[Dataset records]
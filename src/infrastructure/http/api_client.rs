//! `reqwest`-backed client for the shortening and analytics endpoints.

use std::time::Duration;

use async_trait::async_trait;
use reqwest::Client;
use serde_json::Value;
use tracing::debug;

use crate::domain::entities::{
    PlatformSummary, ShortenRequest, ShortenResponseBody, ShortenResult,
};
use crate::domain::ports::{AnalyticsApi, LinkApi};
use crate::error::AppError;

const SHORTEN_PATH: &str = "shortUrl";
const SUMMARY_PATH: &str = "dashboard/summary";

/// Client for the external URL shortening service.
///
/// Implements both [`LinkApi`] and [`AnalyticsApi`] against one base URL.
/// The underlying connection pool is shared, so the client is cheap to clone.
#[derive(Debug, Clone)]
pub struct HttpShortenerApi {
    client: Client,
    base_url: String,
}

impl HttpShortenerApi {
    /// Builds a client for `base_url`.
    ///
    /// No request timeout is applied unless `timeout` is given.
    ///
    /// # Errors
    ///
    /// Returns [`AppError::Network`] if the TLS backend cannot be initialized.
    pub fn new(base_url: &str, timeout: Option<Duration>) -> Result<Self, AppError> {
        let mut builder = Client::builder().user_agent(concat!(
            env!("CARGO_PKG_NAME"),
            "/",
            env!("CARGO_PKG_VERSION")
        ));

        if let Some(timeout) = timeout {
            builder = builder.timeout(timeout);
        }

        let client = builder
            .build()
            .map_err(|e| AppError::network(format!("Failed to create HTTP client: {e}")))?;

        Ok(Self {
            client,
            base_url: base_url.trim_end_matches('/').to_string(),
        })
    }

    pub fn base_url(&self) -> &str {
        &self.base_url
    }

    fn endpoint(&self, path: &str) -> String {
        format!("{}/{}", self.base_url, path)
    }
}

#[async_trait]
impl LinkApi for HttpShortenerApi {
    async fn shorten(&self, request: &ShortenRequest) -> Result<ShortenResult, AppError> {
        let url = self.endpoint(SHORTEN_PATH);
        debug!(%url, original_url = %request.original_url, "Submitting shorten request");

        let response = self.client.post(&url).json(request).send().await?;

        let status = response.status();
        if !status.is_success() {
            return Err(AppError::http_status(
                status.as_u16(),
                format!("POST {url} returned {status}"),
            ));
        }

        let body: ShortenResponseBody = response
            .json()
            .await
            .map_err(|e| AppError::malformed(format!("Invalid shorten response: {e}")))?;

        ShortenResult::try_from(body)
    }
}

#[async_trait]
impl AnalyticsApi for HttpShortenerApi {
    async fn fetch_summary(&self) -> Result<PlatformSummary, AppError> {
        let url = self.endpoint(SUMMARY_PATH);
        debug!(%url, "Fetching analytics summary");

        let response = self.client.get(&url).send().await?;

        let status = response.status();
        if !status.is_success() {
            return Err(AppError::http_status(
                status.as_u16(),
                format!("GET {url} returned {status}"),
            ));
        }

        let body: Value = response
            .json()
            .await
            .map_err(|e| AppError::malformed(format!("Invalid summary response: {e}")))?;

        match body {
            Value::Object(map) => Ok(PlatformSummary(map)),
            other => Err(AppError::malformed(format!(
                "Expected an object of platform shares, got {other}"
            ))),
        }
    }
}

#[cfg(test)]
mod tests {
    use super::*;

    #[test]
    fn test_endpoint_trims_trailing_slash() {
        let api = HttpShortenerApi::new("https://api.example.com/v1/", None).unwrap();
        assert_eq!(api.base_url(), "https://api.example.com/v1");
        assert_eq!(
            api.endpoint(SHORTEN_PATH),
            "https://api.example.com/v1/shortUrl"
        );
        assert_eq!(
            api.endpoint(SUMMARY_PATH),
            "https://api.example.com/v1/dashboard/summary"
        );
    }
}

PROBLEM DESCRIPTION:
Check each line of the records for "send" and copy the ones that contain it.

RESULT FOR THIS TASK:
        let response = self.client.post(&url).json(request).send().await?;
        let response = self.client.get(&url).send().await?;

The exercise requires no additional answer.